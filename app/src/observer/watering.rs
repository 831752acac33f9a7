use super::{ConcurrentObserver, LatestStatus};
use crate::error::ObserverError;
use crate::models::PlantStore;
use greenhouse_core::{Evaluation, ReceivedReading, SensorReading, WateringPolicy};
use std::sync::Arc;
use tracing::{debug, info, warn};

pub struct WateringObserver {
    inner: Arc<ConcurrentObserver>,
}

impl Clone for WateringObserver {
    fn clone(&self) -> Self {
        Self {
            inner: self.inner.clone(),
        }
    }
}

impl WateringObserver {
    pub fn new(inner: Arc<ConcurrentObserver>) -> Self {
        WateringObserver { inner }
    }

    /// Judges a data logger reading against every stored plant.
    ///
    /// The reading is remembered for the index page, even if it
    /// turns out to be malformed.
    #[tracing::instrument(skip(self))]
    pub async fn evaluate(&self, reading: SensorReading) -> Result<Evaluation, ObserverError> {
        let received = ReceivedReading::now(reading);
        let store = self.inner.store.as_ref();
        let policy = self.inner.policy;
        let resp = self
            .inner
            .timed(evaluate_plants(store, &received.reading, &policy))
            .await;

        self.inner
            .set_latest(LatestStatus {
                reading: received,
                evaluation: resp.as_ref().ok().cloned(),
            })
            .await;
        resp
    }

    pub async fn latest(&self) -> Option<LatestStatus> {
        self.inner.latest().await
    }
}

/// One evaluation pass.
///
/// Iterates the stored plant ids, a failing lookup only skips that plant
/// and ends up in `Evaluation::failures`.
pub async fn evaluate_plants(
    store: &dyn PlantStore,
    reading: &SensorReading,
    policy: &WateringPolicy,
) -> Result<Evaluation, ObserverError> {
    let soil = reading.soil()?;
    let mut evaluation = Evaluation::new(soil);

    let count = store.count().await?;
    if count == 0 {
        debug!("No plants to evaluate");
        return Ok(evaluation);
    }

    debug!(count, "Evaluating plants");
    for plant_id in store.ids().await? {
        match store.threshold_by_id(plant_id).await {
            Ok(threshold) => {
                let needs_water = policy.needs_water(&soil, threshold);
                if needs_water {
                    info!(
                        plant_id,
                        threshold,
                        moisture = soil.moisture,
                        "Watering needed"
                    );
                }
                evaluation.decide(plant_id, needs_water);
            }
            Err(e) => {
                warn!(plant_id, "Skipped plant: {}", e);
                evaluation.fail(plant_id, e.to_string());
            }
        }
    }

    if evaluation.is_partial() {
        warn!(
            failed = evaluation.failures.len(),
            "Evaluation finished partially"
        );
    }
    Ok(evaluation)
}
mod config;
mod error;
mod logging;
mod models;
mod observer;
mod rest;

use config::CONFIG;
use greenhouse_core::WateringPolicy;
use models::{MemoryPlantStore, PgPlantStore, PlantStore};
use std::sync::Arc;
use tracing::{error, info, warn};

#[tokio::main]
pub async fn main() -> Result<(), Box<dyn std::error::Error>> {
    logging::init_tracing();

    let store = match build_store().await {
        Ok(store) => store,
        Err(e) => {
            error!("Failed preparing the plant store: {}", e);
            return Err(e.into());
        }
    };

    let policy = WateringPolicy::new(CONFIG.max_soil_temperature());
    info!(
        max_soil_temperature = policy.max_soil_temperature(),
        "Loaded watering policy"
    );
    let observer = observer::ConcurrentObserver::new(store, policy, CONFIG.request_timeout());

    rest::dispatch_server(observer, CONFIG.server_port()).await?;
    Ok(())
}

async fn build_store() -> Result<Arc<dyn PlantStore>, error::DBError> {
    match CONFIG.database_url() {
        Some(url) => {
            let conn = models::establish_db_connection(&url).await?;
            models::migrate(&conn).await?;
            info!("Connected to database");
            Ok(Arc::new(PgPlantStore::new(conn)))
        }
        None => {
            warn!("DATABASE_URL not set, plants are kept in memory only");
            Ok(Arc::new(MemoryPlantStore::new()))
        }
    }
}
use crate::error::ObserverError;
use crate::observer::{ConcurrentObserver, PlantObserver, WateringObserver};
use std::convert::Infallible;
use std::net::SocketAddr;
use std::sync::Arc;
use tracing::{debug, error, info, warn};
use warp::http::StatusCode;
use warp::{Filter, Rejection, Reply};

mod doc_routes;
mod metric_routes;
mod page_routes;
mod plant_routes;
mod reading_routes;


const BODY_LIMIT: u64 = 4096;

pub fn routes(
    observer: &Arc<ConcurrentObserver>,
) -> impl Filter<Extract = impl warp::Reply, Error = Infallible> + Clone {
    let plant_observer = PlantObserver::new(observer.clone());
    let watering_observer = WateringObserver::new(observer.clone());

    page_routes::routes(&plant_observer, &watering_observer)
        .or(reading_routes::routes(&watering_observer))
        .or(plant_routes::routes(&plant_observer))
        .or(metric_routes::routes(observer))
        .or(doc_routes::routes())
        .recover(handle_rejection)
        .with(warp::trace::request())
}

/// Serves until ctrl-c is received
pub async fn dispatch_server(
    observer: Arc<ConcurrentObserver>,
    port: u16,
) -> Result<(), warp::Error> {
    let bind_addr = SocketAddr::from(([0, 0, 0, 0], port));
    let (addr, server) = warp::serve(routes(&observer)).try_bind_with_graceful_shutdown(
        bind_addr,
        async {
            if tokio::signal::ctrl_c().await.is_err() {
                error!("Failed listening for ctrl-c");
            }
            info!("Shutting down webserver");
        },
    )?;

    info!("Starting webserver at: {}", addr);
    server.await;
    Ok(())
}

pub(crate) fn build_response<T: serde::Serialize>(
    resp: Result<T, ObserverError>,
) -> Result<Box<dyn Reply>, Rejection> {
    match resp {
        Ok(data) => Ok(Box::new(warp::reply::json(&data))),
        Err(ObserverError::User(err)) => {
            warn!("{}", err);
            Ok(error_reply(err.to_string(), StatusCode::BAD_REQUEST))
        }
        Err(ObserverError::Internal(err)) => {
            error!("{}", err);
            Ok(Box::new(StatusCode::INTERNAL_SERVER_ERROR))
        }
    }
}

fn error_reply(error: String, status: StatusCode) -> Box<dyn Reply> {
    Box::new(warp::reply::with_status(
        warp::reply::json(&dto::ErrorResponseDto { error }),
        status,
    ))
}

async fn handle_rejection(err: Rejection) -> Result<impl Reply, Infallible> {
    let (status, message) = if err.is_not_found() {
        (StatusCode::NOT_FOUND, "Not found".to_owned())
    } else if let Some(e) = err.find::<warp::filters::body::BodyDeserializeError>() {
        (StatusCode::BAD_REQUEST, e.to_string())
    } else if err.find::<warp::reject::UnsupportedMediaType>().is_some() {
        (
            StatusCode::UNSUPPORTED_MEDIA_TYPE,
            "Unsupported media type".to_owned(),
        )
    } else if err.find::<warp::reject::PayloadTooLarge>().is_some() {
        (StatusCode::PAYLOAD_TOO_LARGE, "Payload too large".to_owned())
    } else if err.find::<warp::reject::MethodNotAllowed>().is_some() {
        (
            StatusCode::METHOD_NOT_ALLOWED,
            "Method not allowed".to_owned(),
        )
    } else {
        error!("Unhandled rejection: {:?}", err);
        (
            StatusCode::INTERNAL_SERVER_ERROR,
            "Internal server error".to_owned(),
        )
    };

    debug!(status = status.as_u16(), "Rejected request: {}", message);
    Ok(error_reply(message, status))
}

///
/// DTO
///
pub mod dto {
    use serde::{Deserialize, Serialize};
    use utoipa::ToSchema;

    #[derive(Debug, Serialize, Deserialize, ToSchema)]
    pub struct ErrorResponseDto {
        pub error: String,
    }
}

## ACTIVITY
Going through the data above, count each line that contains "models" and give only that figure.

## FINISHED EXERCISE
5